In the past year, I graduated from college at the top of my class, had four hospitalizations, two surgeries and countless missed life experiences. I am 22 years old, and I have Crohn's Disease.
Had you asked me a year ago if I would write about my chronic illness on the internet, I would have laughed out loud.
For the first five years following my diagnosis, I went to extreme lengths to conceal my disease. I did this because I did not want to admit a "weakness" or feel like a burden to others.
I had a hard time accepting my disease in the beginning and, therefore, did not expect others to accept it. Not to mention that symptoms like urgency to go to the bathroom, painful leg swelling, arthritis, fatigue and a suppressed immune system aren't the easiest topics to discuss.
After finally getting over the embarrassment factor of my disease, I decided to share my journey publicly with the goal of helping, informing and inspiring others. It took me years to achieve this level of acceptance, but since I have been more open in discussing my chronic illness, I have never been happier.
People ask me a lot how my disease affects my love life. How do I tell my dates about my disease? Isn't it awkward to talk about poop with your significant other? Am I undateable?
Believe it or not, I am not different than your average 22-year-old. I may spend more time in hospitals, take more naps and swallow more medication, but my baggage is not any heavier than yours.
I have had no problem in the boy arena. I've been on good dates and bad dates, none of which were influenced by the fact I have a chronic illness.
I do not always choose to disclose my health problems to men I am dating unless I see a relationship in the realm of possibility, but sometimes the topic is relevant and needs to be disclosed sooner.
Overall, I have received only positive responses when sharing my illness with the opposite sex. In fact, within the past few months of posting about my disease on social media, I have received messages from men who want to get to know me better. This was shocking to me at first, until I realized these few things:
1. Guys love a girl who is bold
Speaking so bluntly about the most private part of my life is apparently a turn-on. It is not easy to be open about a sensitive subject, and guys realize this. Taking risks is attractive and shows that you are not afraid of the unknown.

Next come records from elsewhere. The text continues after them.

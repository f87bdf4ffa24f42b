#![forbid(unsafe_code)]

//! Logging and tracing support.
//!
//! With the `tracing` feature the usual tracing macros are re-exported here
//! (and at the crate root). Without it, no-op macros with the same names keep
//! call sites compiling at zero cost.
//!
//! The `tracing-json` feature adds [`init_json_logging`], which installs a JSON
//! formatter filtered by the `CAUSEBOARD_LOG` environment variable. Hosts that
//! run inside a browser normally install their own subscriber instead.

#[cfg(feature = "tracing")]
pub use tracing::{debug, debug_span, error, info, trace, warn};

/// Environment variable read by [`init_json_logging`].
pub const LOG_ENV_VAR: &str = "CAUSEBOARD_LOG";

#[cfg(not(feature = "tracing"))]
mod noop_macros {
    /// No-op debug macro when tracing is disabled.
    #[macro_export]
    macro_rules! debug {
        ($($arg:tt)*) => {};
    }

    /// No-op info macro when tracing is disabled.
    #[macro_export]
    macro_rules! info {
        ($($arg:tt)*) => {};
    }

    /// No-op warn macro when tracing is disabled.
    #[macro_export]
    macro_rules! warn {
        ($($arg:tt)*) => {};
    }

    /// No-op error macro when tracing is disabled.
    #[macro_export]
    macro_rules! error {
        ($($arg:tt)*) => {};
    }

    /// No-op trace macro when tracing is disabled.
    #[macro_export]
    macro_rules! trace {
        ($($arg:tt)*) => {};
    }

    /// No-op debug_span macro when tracing is disabled.
    #[macro_export]
    macro_rules! debug_span {
        ($($arg:tt)*) => {
            $crate::logging::NoopSpan
        };
    }
}

/// A no-op span guard for when tracing is disabled.
#[cfg(not(feature = "tracing"))]
pub struct NoopSpan;

#[cfg(not(feature = "tracing"))]
impl NoopSpan {
    /// Enter the no-op span (does nothing).
    pub fn enter(&self) -> NoopGuard {
        NoopGuard
    }
}

/// A no-op span guard.
#[cfg(not(feature = "tracing"))]
pub struct NoopGuard;

/// Failure to install the global JSON subscriber.
#[derive(Debug, Clone, PartialEq, Eq)]
pub enum LoggingError {
    /// A global subscriber was already installed.
    AlreadyInitialized(String),
}

impl core::fmt::Display for LoggingError {
    fn fmt(&self, f: &mut core::fmt::Formatter<'_>) -> core::fmt::Result {
        match self {
            Self::AlreadyInitialized(msg) => write!(f, "logging already initialized: {msg}"),
        }
    }
}

impl std::error::Error for LoggingError {}

/// Install a global JSON subscriber.
///
/// The filter comes from [`LOG_ENV_VAR`] when set and parseable, otherwise
/// from `default_directive` (for example `"causeboard=info"`).
#[cfg(feature = "tracing-json")]
pub fn init_json_logging(default_directive: &str) -> Result<(), LoggingError> {
    use tracing_subscriber::EnvFilter;

    let filter = EnvFilter::try_from_env(LOG_ENV_VAR)
        .unwrap_or_else(|_| EnvFilter::new(default_directive));
    tracing_subscriber::fmt()
        .json()
        .with_env_filter(filter)
        .with_target(true)
        .try_init()
        .map_err(|err| LoggingError::AlreadyInitialized(err.to_string()))
}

2. He doesn't want a perfect girl
My guy friends always tell me one of the top reasons they do not approach a girl is that she is intimidating or seems too perfect. Men have insecurities and weaknesses too, and they feel validated in knowing a girl can reciprocate their imperfections. This may sound ridiculous, but think about it: Perfection is too hard to keep up with.
Weaknesses make us real, interesting and unique.
3. Confidence is sexy
One of the many lessons I have learned from my disease is to embrace who I am. If I act embarrassed about my disease, guys assume there is something for me to be embarrassed about, and that really isn't the case. Showing men that I am secure with who I am has only served to benefit me.
4. Telling the truth is contagious
If you share something personal with a guy in the early stages of a potential relationship, he will feel comfortable confiding in you. In my experience, after I share about my disease, men feel they can trust me enough to reciprocate my openness and share more frequently and honestly about themselves.
5. Secrets don't make (boy)friends
After years of hiding my illness from others, I realize now that life is easier when I am honest. Once a few dates with a guy turn into something more serious, he'll find out if you are hiding some big secret that affects your daily life. Why not just be upfront right off the bat? In light of my "single and ready to mingle" relationship status, I plan on testing out this theory for myself — updates to come.